-- EXERCISE INSTRUCTIONS --
Report, from the records below, every line where the word "static" appears.

Records contained in a dataset:
____________________

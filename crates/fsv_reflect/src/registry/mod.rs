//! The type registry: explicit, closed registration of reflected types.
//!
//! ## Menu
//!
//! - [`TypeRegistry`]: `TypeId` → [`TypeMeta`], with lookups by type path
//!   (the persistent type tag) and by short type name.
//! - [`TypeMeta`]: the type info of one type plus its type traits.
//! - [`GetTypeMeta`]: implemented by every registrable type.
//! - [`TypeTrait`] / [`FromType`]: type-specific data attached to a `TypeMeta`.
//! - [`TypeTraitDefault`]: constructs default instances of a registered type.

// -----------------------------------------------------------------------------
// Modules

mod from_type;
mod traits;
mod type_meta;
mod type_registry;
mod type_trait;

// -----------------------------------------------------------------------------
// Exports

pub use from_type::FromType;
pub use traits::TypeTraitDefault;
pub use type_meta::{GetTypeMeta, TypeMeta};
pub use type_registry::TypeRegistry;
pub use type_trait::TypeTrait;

____________________

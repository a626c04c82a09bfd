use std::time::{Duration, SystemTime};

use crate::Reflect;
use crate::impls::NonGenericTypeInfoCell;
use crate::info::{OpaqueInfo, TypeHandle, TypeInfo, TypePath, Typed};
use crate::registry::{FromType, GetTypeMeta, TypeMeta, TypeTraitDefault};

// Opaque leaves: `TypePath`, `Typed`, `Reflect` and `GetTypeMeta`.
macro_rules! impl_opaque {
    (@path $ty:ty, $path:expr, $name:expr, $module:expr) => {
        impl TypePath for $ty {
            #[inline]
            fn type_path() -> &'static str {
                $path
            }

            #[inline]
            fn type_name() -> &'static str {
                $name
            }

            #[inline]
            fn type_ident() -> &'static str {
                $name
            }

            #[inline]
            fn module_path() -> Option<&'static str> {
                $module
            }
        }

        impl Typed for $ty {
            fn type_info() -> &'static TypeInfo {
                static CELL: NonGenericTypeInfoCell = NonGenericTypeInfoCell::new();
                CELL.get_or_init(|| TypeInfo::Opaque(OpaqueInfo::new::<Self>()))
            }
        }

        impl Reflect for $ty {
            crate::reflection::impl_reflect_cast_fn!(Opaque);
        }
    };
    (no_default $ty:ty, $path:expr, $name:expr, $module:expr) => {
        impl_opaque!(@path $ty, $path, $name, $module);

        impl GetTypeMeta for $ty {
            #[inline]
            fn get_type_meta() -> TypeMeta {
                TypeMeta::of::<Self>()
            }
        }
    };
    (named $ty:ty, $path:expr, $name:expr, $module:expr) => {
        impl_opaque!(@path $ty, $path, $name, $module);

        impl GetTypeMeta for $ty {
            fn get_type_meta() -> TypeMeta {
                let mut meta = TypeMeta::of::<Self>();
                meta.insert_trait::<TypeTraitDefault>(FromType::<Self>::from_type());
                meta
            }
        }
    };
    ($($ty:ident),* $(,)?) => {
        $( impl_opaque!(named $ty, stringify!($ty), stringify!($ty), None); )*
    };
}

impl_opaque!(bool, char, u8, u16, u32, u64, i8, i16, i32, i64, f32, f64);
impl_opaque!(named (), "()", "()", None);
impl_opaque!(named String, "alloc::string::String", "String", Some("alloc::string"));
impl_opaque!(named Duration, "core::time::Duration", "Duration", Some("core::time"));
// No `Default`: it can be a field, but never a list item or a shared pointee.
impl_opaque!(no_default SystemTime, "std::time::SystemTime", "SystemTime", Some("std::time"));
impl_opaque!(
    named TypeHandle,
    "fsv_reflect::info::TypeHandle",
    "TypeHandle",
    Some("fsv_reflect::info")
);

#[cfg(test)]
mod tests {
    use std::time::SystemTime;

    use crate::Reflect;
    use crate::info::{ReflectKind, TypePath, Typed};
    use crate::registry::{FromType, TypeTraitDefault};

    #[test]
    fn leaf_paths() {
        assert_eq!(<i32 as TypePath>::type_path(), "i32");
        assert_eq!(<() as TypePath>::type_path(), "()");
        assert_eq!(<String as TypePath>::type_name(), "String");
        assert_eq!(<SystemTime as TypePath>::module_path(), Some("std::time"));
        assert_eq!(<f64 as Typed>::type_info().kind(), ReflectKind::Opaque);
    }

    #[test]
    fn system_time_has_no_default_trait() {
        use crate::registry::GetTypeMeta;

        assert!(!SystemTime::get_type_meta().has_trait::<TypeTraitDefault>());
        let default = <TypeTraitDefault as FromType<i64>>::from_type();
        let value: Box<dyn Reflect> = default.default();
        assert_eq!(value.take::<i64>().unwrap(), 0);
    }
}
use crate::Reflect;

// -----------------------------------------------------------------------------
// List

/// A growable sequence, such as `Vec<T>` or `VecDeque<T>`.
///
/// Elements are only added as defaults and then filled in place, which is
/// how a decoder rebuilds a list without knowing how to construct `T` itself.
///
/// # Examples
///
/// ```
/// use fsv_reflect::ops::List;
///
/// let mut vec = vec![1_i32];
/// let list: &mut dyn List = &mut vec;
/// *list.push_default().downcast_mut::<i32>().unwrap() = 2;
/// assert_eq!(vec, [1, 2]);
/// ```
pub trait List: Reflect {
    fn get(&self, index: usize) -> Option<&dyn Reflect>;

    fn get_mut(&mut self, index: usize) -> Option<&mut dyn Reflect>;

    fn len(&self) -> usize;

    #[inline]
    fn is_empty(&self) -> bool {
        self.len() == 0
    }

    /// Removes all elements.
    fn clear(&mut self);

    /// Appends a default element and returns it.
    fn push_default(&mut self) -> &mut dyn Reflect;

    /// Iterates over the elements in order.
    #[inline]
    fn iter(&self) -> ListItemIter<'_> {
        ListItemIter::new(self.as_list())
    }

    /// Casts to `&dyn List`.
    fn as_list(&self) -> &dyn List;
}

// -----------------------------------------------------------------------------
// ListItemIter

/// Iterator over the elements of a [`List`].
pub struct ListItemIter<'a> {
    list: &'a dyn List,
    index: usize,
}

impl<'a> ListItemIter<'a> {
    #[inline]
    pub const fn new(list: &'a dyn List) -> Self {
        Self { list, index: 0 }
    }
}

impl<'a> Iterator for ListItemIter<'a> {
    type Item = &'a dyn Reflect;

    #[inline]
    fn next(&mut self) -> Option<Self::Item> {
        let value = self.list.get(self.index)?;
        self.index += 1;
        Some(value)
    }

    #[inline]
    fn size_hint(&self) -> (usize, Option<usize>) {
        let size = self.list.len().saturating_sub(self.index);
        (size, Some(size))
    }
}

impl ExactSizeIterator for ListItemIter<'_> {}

____________________

-- FINISHED TASK --
            fn type_path() -> &'static str {
            fn type_name() -> &'static str {
            fn type_ident() -> &'static str {
            fn module_path() -> Option<&'static str> {
            fn type_info() -> &'static TypeInfo {
                static CELL: NonGenericTypeInfoCell = NonGenericTypeInfoCell::new();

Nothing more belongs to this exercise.